EXERCISE OBJECTIVE - Write out again, exactly, the lines below starting at the one with "filename src/core/rates.rs" and ending at the one with "interpret it, through".

[[ DATASET open ]]

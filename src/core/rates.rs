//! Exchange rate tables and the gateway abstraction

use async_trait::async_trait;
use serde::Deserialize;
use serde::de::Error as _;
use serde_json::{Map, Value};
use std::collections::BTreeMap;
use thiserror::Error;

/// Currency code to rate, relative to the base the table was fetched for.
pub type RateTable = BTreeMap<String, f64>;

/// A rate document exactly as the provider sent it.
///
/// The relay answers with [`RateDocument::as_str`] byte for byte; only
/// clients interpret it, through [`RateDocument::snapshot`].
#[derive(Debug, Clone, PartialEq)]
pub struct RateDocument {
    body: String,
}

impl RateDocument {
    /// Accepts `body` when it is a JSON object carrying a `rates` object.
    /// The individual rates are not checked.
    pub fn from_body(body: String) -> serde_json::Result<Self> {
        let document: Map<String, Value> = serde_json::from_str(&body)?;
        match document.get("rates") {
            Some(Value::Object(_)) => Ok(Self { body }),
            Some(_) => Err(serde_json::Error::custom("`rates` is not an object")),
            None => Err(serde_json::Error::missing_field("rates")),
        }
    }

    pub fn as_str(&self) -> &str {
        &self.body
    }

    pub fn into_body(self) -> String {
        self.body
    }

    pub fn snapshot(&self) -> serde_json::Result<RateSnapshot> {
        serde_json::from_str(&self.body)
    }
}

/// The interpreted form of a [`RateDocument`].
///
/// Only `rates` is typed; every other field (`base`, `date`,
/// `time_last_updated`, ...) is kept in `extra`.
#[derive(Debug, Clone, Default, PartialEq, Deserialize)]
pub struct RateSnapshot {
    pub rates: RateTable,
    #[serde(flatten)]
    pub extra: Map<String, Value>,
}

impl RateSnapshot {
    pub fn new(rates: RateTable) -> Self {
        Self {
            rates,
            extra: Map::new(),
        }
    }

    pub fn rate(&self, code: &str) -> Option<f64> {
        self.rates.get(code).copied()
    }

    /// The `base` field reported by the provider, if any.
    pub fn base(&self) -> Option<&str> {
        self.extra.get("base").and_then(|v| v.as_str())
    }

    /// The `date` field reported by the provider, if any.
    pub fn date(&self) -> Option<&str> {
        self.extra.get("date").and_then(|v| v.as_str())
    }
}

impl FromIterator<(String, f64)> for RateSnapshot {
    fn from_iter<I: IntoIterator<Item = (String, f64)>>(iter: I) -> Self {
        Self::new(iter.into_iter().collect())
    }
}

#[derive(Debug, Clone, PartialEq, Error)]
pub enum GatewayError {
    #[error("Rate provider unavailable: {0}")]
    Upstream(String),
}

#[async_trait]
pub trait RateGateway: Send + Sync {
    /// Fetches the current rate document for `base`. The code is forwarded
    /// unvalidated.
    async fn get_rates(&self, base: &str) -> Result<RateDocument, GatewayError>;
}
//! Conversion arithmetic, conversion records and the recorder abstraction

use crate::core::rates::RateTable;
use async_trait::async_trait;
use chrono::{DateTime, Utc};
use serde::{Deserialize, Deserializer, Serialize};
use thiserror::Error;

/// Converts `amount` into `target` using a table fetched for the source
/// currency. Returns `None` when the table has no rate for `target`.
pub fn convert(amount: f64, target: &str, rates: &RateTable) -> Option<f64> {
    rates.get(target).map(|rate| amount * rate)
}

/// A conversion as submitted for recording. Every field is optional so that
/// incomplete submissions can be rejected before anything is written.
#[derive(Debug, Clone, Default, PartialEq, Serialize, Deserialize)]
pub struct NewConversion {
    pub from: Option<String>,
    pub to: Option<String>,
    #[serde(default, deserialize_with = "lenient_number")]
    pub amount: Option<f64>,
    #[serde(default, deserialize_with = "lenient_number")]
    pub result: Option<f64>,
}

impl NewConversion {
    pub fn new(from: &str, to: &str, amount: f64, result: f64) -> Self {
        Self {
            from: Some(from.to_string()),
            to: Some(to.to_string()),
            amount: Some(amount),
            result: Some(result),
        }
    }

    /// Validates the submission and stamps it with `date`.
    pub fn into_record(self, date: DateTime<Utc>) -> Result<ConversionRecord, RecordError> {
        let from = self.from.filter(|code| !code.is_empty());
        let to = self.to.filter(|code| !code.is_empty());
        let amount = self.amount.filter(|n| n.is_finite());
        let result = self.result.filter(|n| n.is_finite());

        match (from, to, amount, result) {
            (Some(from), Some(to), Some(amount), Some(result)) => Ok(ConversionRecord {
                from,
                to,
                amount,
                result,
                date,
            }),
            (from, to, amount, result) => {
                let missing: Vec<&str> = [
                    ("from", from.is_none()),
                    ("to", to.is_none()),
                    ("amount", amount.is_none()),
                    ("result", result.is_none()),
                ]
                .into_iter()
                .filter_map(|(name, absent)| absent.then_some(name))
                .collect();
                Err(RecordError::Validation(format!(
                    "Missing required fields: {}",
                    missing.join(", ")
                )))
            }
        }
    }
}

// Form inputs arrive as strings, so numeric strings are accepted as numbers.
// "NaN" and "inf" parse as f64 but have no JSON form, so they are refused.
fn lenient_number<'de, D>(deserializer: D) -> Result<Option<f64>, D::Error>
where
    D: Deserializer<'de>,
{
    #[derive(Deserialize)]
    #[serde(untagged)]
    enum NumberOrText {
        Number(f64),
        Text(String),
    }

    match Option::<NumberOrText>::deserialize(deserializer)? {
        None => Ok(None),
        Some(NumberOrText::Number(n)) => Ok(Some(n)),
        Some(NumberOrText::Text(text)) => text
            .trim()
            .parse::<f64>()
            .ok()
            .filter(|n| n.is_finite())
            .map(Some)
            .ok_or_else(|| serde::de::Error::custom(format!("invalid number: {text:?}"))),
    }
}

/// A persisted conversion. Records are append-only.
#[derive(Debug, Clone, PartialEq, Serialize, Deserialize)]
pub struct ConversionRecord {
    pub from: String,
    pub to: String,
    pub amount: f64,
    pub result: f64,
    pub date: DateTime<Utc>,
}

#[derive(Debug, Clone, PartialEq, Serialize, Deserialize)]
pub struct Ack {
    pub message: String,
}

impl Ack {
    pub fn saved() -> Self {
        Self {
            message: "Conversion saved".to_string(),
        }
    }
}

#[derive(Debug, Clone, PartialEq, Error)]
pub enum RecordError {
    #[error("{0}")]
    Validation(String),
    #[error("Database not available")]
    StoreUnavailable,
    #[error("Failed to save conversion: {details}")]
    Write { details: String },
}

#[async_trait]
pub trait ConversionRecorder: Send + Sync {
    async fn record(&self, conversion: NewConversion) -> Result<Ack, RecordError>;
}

[[ DATASET closed ]]
[[ DATASET open ]]

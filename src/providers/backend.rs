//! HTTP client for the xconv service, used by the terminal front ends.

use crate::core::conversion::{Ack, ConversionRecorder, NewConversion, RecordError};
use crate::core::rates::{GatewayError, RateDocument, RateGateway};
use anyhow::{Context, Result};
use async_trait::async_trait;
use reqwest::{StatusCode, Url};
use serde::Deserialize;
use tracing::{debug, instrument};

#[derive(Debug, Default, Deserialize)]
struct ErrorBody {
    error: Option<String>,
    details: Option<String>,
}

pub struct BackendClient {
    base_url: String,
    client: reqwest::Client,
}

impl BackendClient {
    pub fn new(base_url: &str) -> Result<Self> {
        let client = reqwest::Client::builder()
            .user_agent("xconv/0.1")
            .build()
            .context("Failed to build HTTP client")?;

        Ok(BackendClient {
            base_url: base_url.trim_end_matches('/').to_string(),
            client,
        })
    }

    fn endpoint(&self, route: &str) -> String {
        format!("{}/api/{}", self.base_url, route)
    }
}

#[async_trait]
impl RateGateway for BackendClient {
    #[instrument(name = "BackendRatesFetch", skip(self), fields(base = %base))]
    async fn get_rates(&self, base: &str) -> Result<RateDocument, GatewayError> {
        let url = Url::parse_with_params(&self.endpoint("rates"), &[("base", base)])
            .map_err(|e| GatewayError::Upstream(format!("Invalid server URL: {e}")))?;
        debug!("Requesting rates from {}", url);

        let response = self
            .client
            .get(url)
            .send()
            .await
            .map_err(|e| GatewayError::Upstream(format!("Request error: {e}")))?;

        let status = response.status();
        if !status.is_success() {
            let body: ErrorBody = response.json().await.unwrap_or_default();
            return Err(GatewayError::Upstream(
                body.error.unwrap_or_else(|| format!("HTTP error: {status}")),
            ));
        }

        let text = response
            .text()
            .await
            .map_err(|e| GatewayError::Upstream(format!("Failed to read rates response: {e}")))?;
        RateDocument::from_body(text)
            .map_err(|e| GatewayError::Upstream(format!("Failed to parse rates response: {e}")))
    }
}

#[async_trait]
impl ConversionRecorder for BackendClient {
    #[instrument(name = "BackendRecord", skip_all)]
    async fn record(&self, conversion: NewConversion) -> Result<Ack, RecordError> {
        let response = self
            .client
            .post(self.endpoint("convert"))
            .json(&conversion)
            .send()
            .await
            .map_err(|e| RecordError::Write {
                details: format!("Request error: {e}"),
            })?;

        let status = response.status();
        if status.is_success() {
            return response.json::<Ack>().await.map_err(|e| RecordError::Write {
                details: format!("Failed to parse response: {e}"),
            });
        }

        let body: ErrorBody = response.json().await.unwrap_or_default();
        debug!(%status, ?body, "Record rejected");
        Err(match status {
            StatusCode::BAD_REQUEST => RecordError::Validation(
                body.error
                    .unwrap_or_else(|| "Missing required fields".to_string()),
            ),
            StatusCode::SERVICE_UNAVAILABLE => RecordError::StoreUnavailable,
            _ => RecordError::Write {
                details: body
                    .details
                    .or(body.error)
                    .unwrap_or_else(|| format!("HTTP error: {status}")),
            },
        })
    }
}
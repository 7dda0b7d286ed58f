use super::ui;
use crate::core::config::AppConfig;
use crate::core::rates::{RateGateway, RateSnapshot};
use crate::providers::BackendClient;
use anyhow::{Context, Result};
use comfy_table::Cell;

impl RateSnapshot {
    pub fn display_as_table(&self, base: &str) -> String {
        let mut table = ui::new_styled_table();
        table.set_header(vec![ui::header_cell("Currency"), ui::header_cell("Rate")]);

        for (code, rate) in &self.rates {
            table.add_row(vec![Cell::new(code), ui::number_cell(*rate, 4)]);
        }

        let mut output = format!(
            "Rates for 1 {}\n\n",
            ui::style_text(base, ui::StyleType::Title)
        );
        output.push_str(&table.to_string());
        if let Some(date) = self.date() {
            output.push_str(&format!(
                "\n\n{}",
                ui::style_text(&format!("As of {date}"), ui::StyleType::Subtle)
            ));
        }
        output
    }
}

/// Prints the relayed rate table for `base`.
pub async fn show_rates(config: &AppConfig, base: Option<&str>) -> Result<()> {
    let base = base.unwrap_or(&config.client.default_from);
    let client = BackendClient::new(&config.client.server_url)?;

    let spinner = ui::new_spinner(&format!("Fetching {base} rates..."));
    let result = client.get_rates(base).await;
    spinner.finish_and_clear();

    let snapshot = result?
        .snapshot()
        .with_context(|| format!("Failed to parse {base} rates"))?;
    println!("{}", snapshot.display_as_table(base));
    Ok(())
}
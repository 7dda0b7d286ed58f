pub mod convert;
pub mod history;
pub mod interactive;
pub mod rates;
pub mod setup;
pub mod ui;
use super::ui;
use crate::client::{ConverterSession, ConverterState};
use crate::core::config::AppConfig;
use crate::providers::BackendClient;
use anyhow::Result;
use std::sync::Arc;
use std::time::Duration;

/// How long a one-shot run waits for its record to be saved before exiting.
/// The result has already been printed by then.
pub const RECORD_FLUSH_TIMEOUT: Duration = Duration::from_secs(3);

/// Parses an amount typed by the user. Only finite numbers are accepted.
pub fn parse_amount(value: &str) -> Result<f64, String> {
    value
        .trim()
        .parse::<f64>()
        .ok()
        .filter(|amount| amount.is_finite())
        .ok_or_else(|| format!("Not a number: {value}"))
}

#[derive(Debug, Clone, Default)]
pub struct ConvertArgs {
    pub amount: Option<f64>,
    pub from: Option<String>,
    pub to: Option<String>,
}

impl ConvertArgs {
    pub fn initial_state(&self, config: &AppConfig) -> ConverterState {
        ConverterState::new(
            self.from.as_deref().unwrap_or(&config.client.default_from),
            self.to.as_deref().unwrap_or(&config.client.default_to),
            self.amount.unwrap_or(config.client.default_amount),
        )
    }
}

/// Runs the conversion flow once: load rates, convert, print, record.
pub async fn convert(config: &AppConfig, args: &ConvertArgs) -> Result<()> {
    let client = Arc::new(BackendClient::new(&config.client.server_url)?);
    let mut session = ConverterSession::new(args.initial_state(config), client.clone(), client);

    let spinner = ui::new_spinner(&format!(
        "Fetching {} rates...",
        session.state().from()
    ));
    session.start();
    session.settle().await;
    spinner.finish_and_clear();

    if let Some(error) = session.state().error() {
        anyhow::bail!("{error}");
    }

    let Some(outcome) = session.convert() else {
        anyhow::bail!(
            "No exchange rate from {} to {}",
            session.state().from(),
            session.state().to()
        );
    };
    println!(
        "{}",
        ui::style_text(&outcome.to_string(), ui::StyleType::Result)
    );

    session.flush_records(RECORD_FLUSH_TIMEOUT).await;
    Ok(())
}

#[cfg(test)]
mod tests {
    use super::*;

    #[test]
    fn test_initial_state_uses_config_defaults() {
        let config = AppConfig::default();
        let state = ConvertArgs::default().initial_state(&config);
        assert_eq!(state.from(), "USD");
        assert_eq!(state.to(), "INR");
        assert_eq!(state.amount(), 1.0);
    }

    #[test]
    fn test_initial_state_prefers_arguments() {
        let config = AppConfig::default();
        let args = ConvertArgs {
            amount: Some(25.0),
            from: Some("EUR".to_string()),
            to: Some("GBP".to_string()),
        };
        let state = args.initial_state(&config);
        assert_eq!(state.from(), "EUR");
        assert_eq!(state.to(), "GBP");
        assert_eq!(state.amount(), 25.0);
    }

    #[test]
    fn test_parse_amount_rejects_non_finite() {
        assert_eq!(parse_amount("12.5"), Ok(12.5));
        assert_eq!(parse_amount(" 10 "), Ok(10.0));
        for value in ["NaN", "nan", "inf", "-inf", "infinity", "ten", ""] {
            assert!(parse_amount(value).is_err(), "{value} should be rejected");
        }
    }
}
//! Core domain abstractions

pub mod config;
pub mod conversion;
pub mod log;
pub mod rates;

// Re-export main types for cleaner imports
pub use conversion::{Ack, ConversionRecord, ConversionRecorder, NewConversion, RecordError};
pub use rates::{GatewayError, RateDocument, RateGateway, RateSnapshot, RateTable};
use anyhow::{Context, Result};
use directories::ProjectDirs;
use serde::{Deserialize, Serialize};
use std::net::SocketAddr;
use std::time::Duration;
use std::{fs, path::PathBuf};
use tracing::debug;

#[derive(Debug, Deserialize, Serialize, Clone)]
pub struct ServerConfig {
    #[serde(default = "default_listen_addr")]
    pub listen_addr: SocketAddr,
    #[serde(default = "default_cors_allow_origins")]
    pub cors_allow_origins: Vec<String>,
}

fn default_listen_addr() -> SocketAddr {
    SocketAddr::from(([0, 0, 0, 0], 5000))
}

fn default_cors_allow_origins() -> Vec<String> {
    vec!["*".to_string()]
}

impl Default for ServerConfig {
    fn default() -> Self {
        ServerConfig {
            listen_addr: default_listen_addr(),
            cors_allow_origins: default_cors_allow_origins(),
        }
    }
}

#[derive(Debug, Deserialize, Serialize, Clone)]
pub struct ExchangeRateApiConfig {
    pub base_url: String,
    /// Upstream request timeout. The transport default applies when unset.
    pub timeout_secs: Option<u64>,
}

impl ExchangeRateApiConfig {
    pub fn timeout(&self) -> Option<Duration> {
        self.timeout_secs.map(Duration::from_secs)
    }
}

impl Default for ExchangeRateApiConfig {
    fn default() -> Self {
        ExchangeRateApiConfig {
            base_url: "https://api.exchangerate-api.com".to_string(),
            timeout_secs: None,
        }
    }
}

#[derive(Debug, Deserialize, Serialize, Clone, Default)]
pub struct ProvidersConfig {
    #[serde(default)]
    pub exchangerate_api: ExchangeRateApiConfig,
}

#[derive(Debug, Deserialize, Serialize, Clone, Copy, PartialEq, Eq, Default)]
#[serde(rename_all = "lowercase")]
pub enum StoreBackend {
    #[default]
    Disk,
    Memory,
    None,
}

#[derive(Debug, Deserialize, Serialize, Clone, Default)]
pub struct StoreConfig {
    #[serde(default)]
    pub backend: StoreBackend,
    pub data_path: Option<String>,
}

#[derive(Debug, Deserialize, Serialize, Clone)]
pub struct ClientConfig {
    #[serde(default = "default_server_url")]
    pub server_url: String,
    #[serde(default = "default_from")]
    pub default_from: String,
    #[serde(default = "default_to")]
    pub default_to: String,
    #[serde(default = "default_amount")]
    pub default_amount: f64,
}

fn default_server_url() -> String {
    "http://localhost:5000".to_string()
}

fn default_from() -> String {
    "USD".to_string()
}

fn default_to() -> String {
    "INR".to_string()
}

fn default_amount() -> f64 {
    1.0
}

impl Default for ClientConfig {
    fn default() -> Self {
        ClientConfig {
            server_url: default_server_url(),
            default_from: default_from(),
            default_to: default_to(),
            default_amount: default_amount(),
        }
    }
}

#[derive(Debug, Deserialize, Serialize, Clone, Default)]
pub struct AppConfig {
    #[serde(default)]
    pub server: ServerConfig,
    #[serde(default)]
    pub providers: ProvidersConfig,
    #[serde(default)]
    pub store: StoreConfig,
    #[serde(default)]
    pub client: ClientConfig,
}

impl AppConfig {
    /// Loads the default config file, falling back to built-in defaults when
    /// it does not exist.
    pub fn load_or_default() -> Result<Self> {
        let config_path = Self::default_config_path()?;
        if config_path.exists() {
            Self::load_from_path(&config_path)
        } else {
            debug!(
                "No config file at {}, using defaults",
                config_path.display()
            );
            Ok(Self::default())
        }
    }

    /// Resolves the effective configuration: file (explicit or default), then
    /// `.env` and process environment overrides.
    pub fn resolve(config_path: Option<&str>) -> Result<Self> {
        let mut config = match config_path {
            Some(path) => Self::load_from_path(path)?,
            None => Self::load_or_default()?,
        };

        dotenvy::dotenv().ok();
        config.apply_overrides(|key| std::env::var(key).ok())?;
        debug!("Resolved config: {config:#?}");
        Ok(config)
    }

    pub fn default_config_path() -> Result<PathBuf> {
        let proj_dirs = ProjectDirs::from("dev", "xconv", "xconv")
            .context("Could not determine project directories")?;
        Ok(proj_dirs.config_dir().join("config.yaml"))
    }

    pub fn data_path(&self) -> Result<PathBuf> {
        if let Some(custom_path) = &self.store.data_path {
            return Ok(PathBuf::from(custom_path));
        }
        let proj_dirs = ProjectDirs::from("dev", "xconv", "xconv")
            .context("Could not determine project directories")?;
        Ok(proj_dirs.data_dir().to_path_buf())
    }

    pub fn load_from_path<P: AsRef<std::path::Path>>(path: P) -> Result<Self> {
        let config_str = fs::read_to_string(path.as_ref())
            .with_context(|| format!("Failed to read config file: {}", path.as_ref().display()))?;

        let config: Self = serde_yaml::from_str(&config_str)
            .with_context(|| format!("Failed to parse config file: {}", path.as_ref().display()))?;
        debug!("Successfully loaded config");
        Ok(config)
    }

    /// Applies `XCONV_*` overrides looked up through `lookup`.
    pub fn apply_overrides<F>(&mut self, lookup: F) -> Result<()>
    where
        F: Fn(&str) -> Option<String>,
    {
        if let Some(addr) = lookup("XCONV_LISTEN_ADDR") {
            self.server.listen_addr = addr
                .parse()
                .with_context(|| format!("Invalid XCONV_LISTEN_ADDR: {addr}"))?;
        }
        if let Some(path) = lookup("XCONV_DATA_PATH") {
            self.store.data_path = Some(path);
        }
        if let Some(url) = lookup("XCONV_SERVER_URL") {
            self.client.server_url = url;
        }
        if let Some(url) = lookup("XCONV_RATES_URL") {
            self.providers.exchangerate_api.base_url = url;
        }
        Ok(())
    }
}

[[ DATASET closed ]]
[[ DATASET open ]]

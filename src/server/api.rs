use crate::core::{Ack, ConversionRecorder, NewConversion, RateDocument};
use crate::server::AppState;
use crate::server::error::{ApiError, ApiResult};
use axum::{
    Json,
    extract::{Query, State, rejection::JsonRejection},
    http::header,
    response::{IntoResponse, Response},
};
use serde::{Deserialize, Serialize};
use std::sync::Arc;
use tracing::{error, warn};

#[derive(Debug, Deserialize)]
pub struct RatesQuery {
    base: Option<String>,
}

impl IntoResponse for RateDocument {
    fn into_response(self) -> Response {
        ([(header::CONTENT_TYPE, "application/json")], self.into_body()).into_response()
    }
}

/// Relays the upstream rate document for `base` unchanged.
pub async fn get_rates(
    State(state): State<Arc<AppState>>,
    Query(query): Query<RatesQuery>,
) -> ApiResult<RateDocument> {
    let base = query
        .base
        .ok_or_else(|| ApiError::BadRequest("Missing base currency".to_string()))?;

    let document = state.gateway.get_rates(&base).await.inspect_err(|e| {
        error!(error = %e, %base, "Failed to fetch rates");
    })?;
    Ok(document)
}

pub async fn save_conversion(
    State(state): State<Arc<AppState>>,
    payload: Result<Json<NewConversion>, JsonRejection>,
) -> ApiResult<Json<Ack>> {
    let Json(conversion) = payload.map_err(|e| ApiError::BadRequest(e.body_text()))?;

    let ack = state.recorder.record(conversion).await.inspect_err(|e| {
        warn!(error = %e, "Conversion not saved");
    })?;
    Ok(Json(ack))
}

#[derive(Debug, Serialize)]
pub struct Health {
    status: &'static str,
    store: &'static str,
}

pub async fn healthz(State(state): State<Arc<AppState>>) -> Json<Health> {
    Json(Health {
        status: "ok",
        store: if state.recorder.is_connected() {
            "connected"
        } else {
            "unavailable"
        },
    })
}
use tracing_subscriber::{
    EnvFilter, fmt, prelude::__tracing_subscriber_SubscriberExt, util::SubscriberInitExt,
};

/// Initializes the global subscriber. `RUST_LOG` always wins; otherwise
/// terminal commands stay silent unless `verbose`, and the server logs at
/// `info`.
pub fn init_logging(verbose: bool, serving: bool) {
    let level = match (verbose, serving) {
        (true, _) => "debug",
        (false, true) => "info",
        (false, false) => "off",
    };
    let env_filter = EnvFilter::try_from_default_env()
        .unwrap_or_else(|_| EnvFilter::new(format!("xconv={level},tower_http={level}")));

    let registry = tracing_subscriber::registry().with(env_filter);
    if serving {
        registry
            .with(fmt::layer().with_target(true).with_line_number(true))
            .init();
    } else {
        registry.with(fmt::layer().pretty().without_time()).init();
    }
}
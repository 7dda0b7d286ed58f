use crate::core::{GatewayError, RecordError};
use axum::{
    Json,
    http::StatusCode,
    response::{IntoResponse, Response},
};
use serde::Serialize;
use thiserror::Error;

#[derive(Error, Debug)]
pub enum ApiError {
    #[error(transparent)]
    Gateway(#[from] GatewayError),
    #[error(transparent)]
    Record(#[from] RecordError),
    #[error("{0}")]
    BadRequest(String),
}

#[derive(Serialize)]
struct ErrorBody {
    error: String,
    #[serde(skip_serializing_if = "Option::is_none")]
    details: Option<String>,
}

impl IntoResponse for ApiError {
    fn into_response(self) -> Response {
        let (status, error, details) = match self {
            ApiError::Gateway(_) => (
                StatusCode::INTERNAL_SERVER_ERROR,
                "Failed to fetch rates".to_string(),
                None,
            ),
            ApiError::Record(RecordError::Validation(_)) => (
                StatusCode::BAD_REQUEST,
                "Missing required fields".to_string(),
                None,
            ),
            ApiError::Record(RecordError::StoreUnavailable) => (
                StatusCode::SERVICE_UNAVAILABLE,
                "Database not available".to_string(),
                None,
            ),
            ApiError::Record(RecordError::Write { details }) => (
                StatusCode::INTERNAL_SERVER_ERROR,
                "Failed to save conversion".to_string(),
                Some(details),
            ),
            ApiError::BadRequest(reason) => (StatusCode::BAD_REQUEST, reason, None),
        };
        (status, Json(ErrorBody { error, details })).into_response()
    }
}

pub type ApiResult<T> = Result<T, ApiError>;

[[ DATASET closed ]]

EXERCISE OUTPUT -
filename src/core/rates.rs
//! Exchange rate tables and the gateway abstraction

use async_trait::async_trait;
use serde::Deserialize;
use serde::de::Error as _;
use serde_json::{Map, Value};
use std::collections::BTreeMap;
use thiserror::Error;

/// Currency code to rate, relative to the base the table was fetched for.
pub type RateTable = BTreeMap<String, f64>;

/// A rate document exactly as the provider sent it.
///
/// The relay answers with [`RateDocument::as_str`] byte for byte; only
/// clients interpret it, through [`RateDocument::snapshot`].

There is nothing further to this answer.